Sostuvo la daga en el aire, delante de Laisre, con una mano, y el bastón con la cabeza de ciervo en la otra.
Laisre conocía el protocolo. Extendió suavemente la mano y tocó con el índice un extremo del bastón.
– Os recibimos como enviada de Colgú -entonó solemnemente antes de dar un paso atrás y hacer una señal con la mano a los sirvientes que había en la sala; señal que los puso inmediatamente en movimiento: acercaron unas sillas y las colocaron en un semicírculo, delante de la silla oficial.
Varios presentes se hicieron atrás, mientras Laisre invitaba a Fidelma y a Eadulf a tomar asiento. Murgal, Colla, Orla y Solin fueron los únicos de la sala en sentarse cuando el jefe hubo regresado al lugar que le correspondía.
– Veamos. En cuanto al propósito de la negociación… -empezó a decir Laisre.
– A mi entender -intervino Fidelma- el propósito es acordar un medio que otorgue poder al obispo de Imleach para fundar una iglesia de la Fe en Gleann Geis, así como una escuela. ¿Es así?
Por un momento, Laisre pareció desconcertarse con aquel rápido resumen.
– Así es -accedió.
– Ya cambio, ¿qué esperáis vos de Imleach? -preguntó Fidelma.
– ¿Qué os hace pensar que esperemos nada a cambio de Imleach? -intervino Murgal en un tono suspicaz.
Fidelma le sonrió con cara de pocos amigos.
– La propia palabra que estamos usando para describir lo que vamos a hacer, «negociación», me hace pensar que así es. Una negociación implica un trato. Un trato significa llegar a algún tipo de acuerdo que implica un compromiso. ¿O me equivoco?

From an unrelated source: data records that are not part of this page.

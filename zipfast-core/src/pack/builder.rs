use crate::error::{Result, ZipfastError};
use indexmap::IndexMap;
use std::io::{Cursor, Write};
use tracing::{debug, instrument};
use zip::write::FileOptions;
use zip::{CompressionMethod, ZipWriter};

const ZIP32_LIMIT: usize = u32::MAX as usize;

/// Stages named entries in memory and writes them out as one ZIP container.
///
/// A name that is added twice keeps its original position but takes the
/// bytes of the later call.
#[derive(Default)]
pub struct ArchiveBuilder {
    entries: IndexMap<String, Vec<u8>>,
    staged: u64,
}

impl ArchiveBuilder {
    pub fn new() -> Self {
        Self::default()
    }

    pub fn add_entry(&mut self, name: impl Into<String>, bytes: Vec<u8>) -> Result<()> {
        let name = name.into();
        if name.is_empty() {
            return Err(ZipfastError::InvalidEntryName);
        }
        self.staged += bytes.len() as u64;
        if let Some(prev) = self.entries.insert(name, bytes) {
            self.staged -= prev.len() as u64;
        }
        Ok(())
    }

    pub fn contains(&self, name: &str) -> bool {
        self.entries.contains_key(name)
    }

    pub fn entry_count(&self) -> usize {
        self.entries.len()
    }

    /// Uncompressed bytes currently staged (replaced entries not counted).
    pub fn staged_bytes(&self) -> u64 {
        self.staged
    }

    /// Serialize all staged entries. Level 0 stores, 1..=9 deflates.
    #[instrument(skip(self), fields(entries = self.entries.len(), staged = self.staged))]
    pub fn finalize(self, compression_level: u32) -> Result<Vec<u8>> {
        if compression_level > crate::config::MAX_LEVEL {
            return Err(ZipfastError::Encoding(format!(
                "unsupported compression level {compression_level}"
            )));
        }
        let base = if compression_level == 0 {
            FileOptions::default().compression_method(CompressionMethod::Stored)
        } else {
            FileOptions::default()
                .compression_method(CompressionMethod::Deflated)
                .compression_level(Some(compression_level as i32))
        };
        let base = base.unix_permissions(0o644);

        let capacity = (self.staged as usize / 2).saturating_add(1024);
        let mut zw = ZipWriter::new(Cursor::new(Vec::with_capacity(capacity)));
        for (name, bytes) in &self.entries {
            let opts = base.large_file(bytes.len() >= ZIP32_LIMIT);
            zw.start_file(name.as_str(), opts)?;
            zw.write_all(bytes)
                .map_err(|e| ZipfastError::Encoding(format!("writing {name}: {e}")))?;
            debug!(entry = %name, bytes = bytes.len(), "entry written");
        }
        let out = zw.finish()?.into_inner();
        debug!(archive_bytes = out.len(), "archive finalized");
        Ok(out)
    }
}
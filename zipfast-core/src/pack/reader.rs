use crate::domain::ContentHandle;
use std::future::Future;

/// Turns a content handle into bytes. Each handle is consumed exactly once.
pub trait ContentReader: Send + Sync {
    fn read(&self, handle: ContentHandle) -> impl Future<Output = std::io::Result<Vec<u8>>> + Send;
}

/// Reads host files through tokio and hands in-memory buffers back as is.
#[derive(Clone, Copy, Debug, Default)]
pub struct HostReader;

impl ContentReader for HostReader {
    async fn read(&self, handle: ContentHandle) -> std::io::Result<Vec<u8>> {
        match handle {
            ContentHandle::Path(p) => tokio::fs::read(&p).await,
            ContentHandle::Memory(bytes) => Ok(bytes),
        }
    }
}
//! The build plan: everything an external bundler needs for a multi-page
//! production build.

use std::path::{Path, PathBuf};

use indexmap::IndexMap;
use pagewire_config::{PagewireConfig, validate_schema};
use serde::{Deserialize, Serialize};

use crate::directive::{PluginDirective, plugin_directives};
use crate::entry::{EntrySet, resolve_entries};
use crate::error::Result;
use crate::html::{HtmlRegistration, OutputBinding, bind_outputs};
use crate::loader::{LoaderRule, loader_rules};
use crate::template::FilenameTemplate;
use crate::vendor::VendorPolicy;

/// Output options as the bundler takes them.
#[derive(Debug, Clone, PartialEq, Eq, Serialize, Deserialize)]
#[serde(rename_all = "camelCase")]
pub struct OutputPlan {
    /// Absolute output directory
    pub path: PathBuf,
    pub filename: String,
    pub chunk_filename: String,
    pub css_filename: String,
    #[serde(default, skip_serializing_if = "Option::is_none")]
    pub public_path: Option<String>,
}

/// Expected file names for one chunk, `[name]` already substituted.
#[derive(Debug, Clone, PartialEq, Eq, Serialize, Deserialize)]
#[serde(rename_all = "camelCase")]
pub struct ChunkAssets {
    pub script: String,
    #[serde(default, skip_serializing_if = "Option::is_none")]
    pub style: Option<String>,
}

#[derive(Debug, Clone, PartialEq, Serialize, Deserialize)]
#[serde(rename_all = "camelCase")]
pub struct BuildPlan {
    pub project_root: PathBuf,
    #[serde(default, skip_serializing_if = "Option::is_none")]
    pub profile: Option<String>,
    #[serde(default, skip_serializing_if = "Option::is_none")]
    pub devtool: Option<String>,
    /// Entry name to `./`-prefixed entry path
    pub entry: IndexMap<String, String>,
    pub output: OutputPlan,
    /// Module rules (loaders for component files and their styles)
    pub rules: Vec<LoaderRule>,
    /// Chunk name to expected asset names
    pub assets: IndexMap<String, ChunkAssets>,
    pub html: Vec<HtmlRegistration>,
    pub vendor: VendorPolicy,
    pub plugins: Vec<PluginDirective>,
}

impl BuildPlan {
    /// Resolve entries below `project_root` and wire every output.
    ///
    /// Fails before producing anything when the config, a filename template
    /// or any entry is invalid.
    #[tracing::instrument(level = "debug", skip(config, project_root), fields(root = %project_root.as_ref().display()))]
    pub fn assemble(config: &PagewireConfig, project_root: impl AsRef<Path>) -> Result<Self> {
        let project_root = path_clean::clean(project_root.as_ref());
        validate_schema(config)?;

        let js = FilenameTemplate::parse(&config.output.js_pattern)?;
        FilenameTemplate::parse(&config.output.chunk_pattern)?;
        let css = FilenameTemplate::parse(&config.output.css_pattern)?;

        let entries = resolve_entries(&project_root, &config.entries)?;
        Self::from_entries(config, project_root, &entries, &js, &css)
    }

    fn from_entries(
        config: &PagewireConfig,
        project_root: PathBuf,
        entries: &EntrySet,
        js: &FilenameTemplate,
        css: &FilenameTemplate,
    ) -> Result<Self> {
        let html = bind_outputs(entries, &OutputBinding::from_config(config))?;
        let extract_css = config.optimize.extract_css;

        let output = &config.output;
        let style = |name: &str| extract_css.then(|| css.fill_name(name));
        let mut assets = IndexMap::with_capacity(entries.len() + 2);
        for name in entries.names() {
            assets.insert(
                name.to_string(),
                ChunkAssets {
                    script: js.fill_name(name),
                    style: style(name),
                },
            );
        }
        assets.insert(
            output.vendor_chunk_name.clone(),
            ChunkAssets {
                script: js.fill_name(&output.vendor_chunk_name),
                style: style(&output.vendor_chunk_name),
            },
        );
        // runtime only, never styles
        assets.insert(
            output.manifest_chunk_name.clone(),
            ChunkAssets {
                script: js.fill_name(&output.manifest_chunk_name),
                style: None,
            },
        );

        let plugins = plugin_directives(config, &project_root, &html);
        let plan = Self {
            vendor: VendorPolicy::new(&project_root, &config.vendor),
            output: OutputPlan {
                path: path_clean::clean(project_root.join(&output.output_root)),
                filename: output.js_pattern.clone(),
                chunk_filename: output.chunk_pattern.clone(),
                css_filename: output.css_pattern.clone(),
                public_path: output.public_path.clone(),
            },
            project_root,
            profile: None,
            devtool: config.devtool.clone(),
            entry: entries.to_entry_map(),
            rules: loader_rules(config),
            assets,
            html,
            plugins,
        };

        tracing::info!(
            entries = plan.entry.len(),
            pages = plan.html.len(),
            rules = plan.rules.len(),
            plugins = plan.plugins.len(),
            "assembled build plan"
        );
        Ok(plan)
    }

    /// Record the profile the config was materialized with.
    pub fn with_profile(mut self, profile: Option<impl Into<String>>) -> Self {
        self.profile = profile.map(Into::into);
        self
    }

    pub fn to_json_pretty(&self) -> Result<String> {
        Ok(serde_json::to_string_pretty(self)?)
    }

    pub fn to_value(&self) -> Result<serde_json::Value> {
        Ok(serde_json::to_value(self)?)
    }
}

#[cfg(test)]
mod tests {
    use super::*;
    use pagewire_config::NamingScheme;

    fn plan_for(paths: &[&str], config: &PagewireConfig) -> BuildPlan {
        let entries =
            EntrySet::from_paths(&config.entries.pattern, paths.iter().copied(), NamingScheme::Relative)
                .unwrap();
        let js = FilenameTemplate::parse(&config.output.js_pattern).unwrap();
        let css = FilenameTemplate::parse(&config.output.css_pattern).unwrap();
        BuildPlan::from_entries(config, PathBuf::from("/site"), &entries, &js, &css).unwrap()
    }

    #[test]
    fn assets_cover_entries_and_shared_chunks() {
        let plan = plan_for(&["src/views/home/index.js"], &PagewireConfig::default());

        let names: Vec<_> = plan.assets.keys().map(String::as_str).collect();
        assert_eq!(names, vec!["home/index", "vendor", "manifest"]);
        assert_eq!(plan.assets["home/index"].script, "js/home/index.[chunkhash:8].js");
        assert_eq!(
            plan.assets["home/index"].style.as_deref(),
            Some("css/home/index.[hash:8].css")
        );
        assert_eq!(plan.assets["manifest"].style, None);
    }

    #[test]
    fn styles_follow_extract_toggle() {
        let mut config = PagewireConfig::default();
        config.optimize.extract_css = false;
        let plan = plan_for(&["src/views/home/index.js"], &config);
        assert!(plan.assets.values().all(|assets| assets.style.is_none()));
        assert!(plan.rules[0].styles.values().all(|style| !style.extract));
        assert_eq!(plan.rules[0].styles["css"].uses, vec!["vue-style-loader", "css-loader"]);
    }

    #[test]
    fn component_rule_extracts_styles_by_default() {
        let plan = plan_for(&["src/views/home/index.js"], &PagewireConfig::default());
        assert_eq!(plan.rules.len(), 1);

        let rule = &plan.rules[0];
        assert_eq!(rule.test, r"\.vue$");
        assert_eq!(rule.loader, "vue-loader");
        let langs: Vec<_> = rule.styles.keys().map(String::as_str).collect();
        assert_eq!(langs, vec!["css", "scss"]);
        assert!(rule.styles.values().all(|style| style.extract));
        assert_eq!(rule.styles["scss"].uses, vec!["css-loader", "sass-loader"]);
        assert_eq!(rule.styles["scss"].fallback.as_deref(), Some("vue-style-loader"));

        let value = plan.to_value().unwrap();
        assert_eq!(value["rules"][0]["styles"]["css"]["use"][0], "css-loader");
    }

    #[test]
    fn output_path_is_absolute_under_root() {
        let plan = plan_for(&["src/views/home/index.js"], &PagewireConfig::default());
        assert_eq!(plan.output.path, PathBuf::from("/site/dist"));
        assert_eq!(plan.vendor.dir, PathBuf::from("/site/node_modules"));
    }

    #[test]
    fn html_directives_trail_the_pipeline() {
        let plan = plan_for(
            &["src/views/home/index.js", "src/views/user/list.js"],
            &PagewireConfig::default(),
        );
        let tail: Vec<_> = plan.plugins.iter().rev().take(2).map(|p| p.name()).collect();
        assert_eq!(tail, vec!["html", "html"]);
        assert_eq!(plan.html.len(), 2);
    }

    #[test]
    fn json_uses_camel_case() {
        let plan = plan_for(&["src/views/home/index.js"], &PagewireConfig::default())
            .with_profile(Some("production"));
        let value = plan.to_value().unwrap();
        assert_eq!(value["projectRoot"], "/site");
        assert_eq!(value["profile"], "production");
        assert_eq!(value["output"]["chunkFilename"], "js/[name].[id].js");
        assert_eq!(value["entry"]["home/index"], "./src/views/home/index.js");
        assert!(value["output"].get("publicPath").is_none());
    }
}
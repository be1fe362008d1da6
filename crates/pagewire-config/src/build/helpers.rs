use std::path::PathBuf;

pub(crate) fn default_true() -> bool {
    true
}

pub(crate) fn default_entry_pattern() -> String {
    "src/views/**/*.js".to_string()
}

pub(crate) fn default_root_marker() -> String {
    "src".to_string()
}

pub(crate) fn default_html_extension() -> String {
    "html".to_string()
}

pub(crate) fn default_output_root() -> PathBuf {
    PathBuf::from("dist")
}

pub(crate) fn default_js_pattern() -> String {
    "js/[name].[chunkhash:8].js".to_string()
}

pub(crate) fn default_chunk_pattern() -> String {
    "js/[name].[id].js".to_string()
}

pub(crate) fn default_css_pattern() -> String {
    "css/[name].[hash:8].css".to_string()
}

pub(crate) fn default_vendor_chunk_name() -> String {
    "vendor".to_string()
}

pub(crate) fn default_manifest_chunk_name() -> String {
    "manifest".to_string()
}

pub(crate) fn default_vendor_dir() -> PathBuf {
    PathBuf::from("node_modules")
}

pub(crate) fn default_vendor_extensions() -> Vec<String> {
    vec!["js".to_string()]
}

pub(crate) fn default_devtool() -> Option<String> {
    Some("source-map".to_string())
}

pub(crate) fn default_compression_asset() -> String {
    "[path].gz[query]".to_string()
}

pub(crate) fn default_compression_algorithm() -> String {
    "gzip".to_string()
}

pub(crate) fn default_compression_test() -> String {
    r"\.js$".to_string()
}

pub(crate) fn default_compression_threshold() -> u64 {
    10_240
}

pub(crate) fn default_compression_min_ratio() -> f64 {
    0.8
}

pub(crate) fn default_component_extension() -> String {
    "vue".to_string()
}

pub(crate) fn default_component_loader() -> String {
    "vue-loader".to_string()
}

pub(crate) fn default_style_fallback() -> String {
    "vue-style-loader".to_string()
}

pub(crate) fn default_style_languages() -> std::collections::BTreeMap<String, Vec<String>> {
    [
        ("css", vec!["css-loader"]),
        ("scss", vec!["css-loader", "sass-loader"]),
    ]
    .into_iter()
    .map(|(lang, chain)| {
        (
            lang.to_string(),
            chain.into_iter().map(str::to_string).collect(),
        )
    })
    .collect()
}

– No os equivocáis, Fidelma -respondió Laisre-. El trato es simple: a cambio de daros permiso para edificar una iglesia y una escuela en Gleann Geis, queremos tener la garantía de que no habrá interferencias religiosas en la vida de Gleann Geis, que podremos mantener la fe de nuestros antepasados, que podremos seguir el camino de nuestras antiguas creencias.
– Claro -dijo Fidelma frunciendo el ceño al sopesar la cuestión-. Sin embargo, ¿por qué vamos a construir una iglesia y una escuela si no se nos permitirá convertir a la gente? ¿De qué sirven una iglesia y una escuela si no se permite a nadie acudir a ellas?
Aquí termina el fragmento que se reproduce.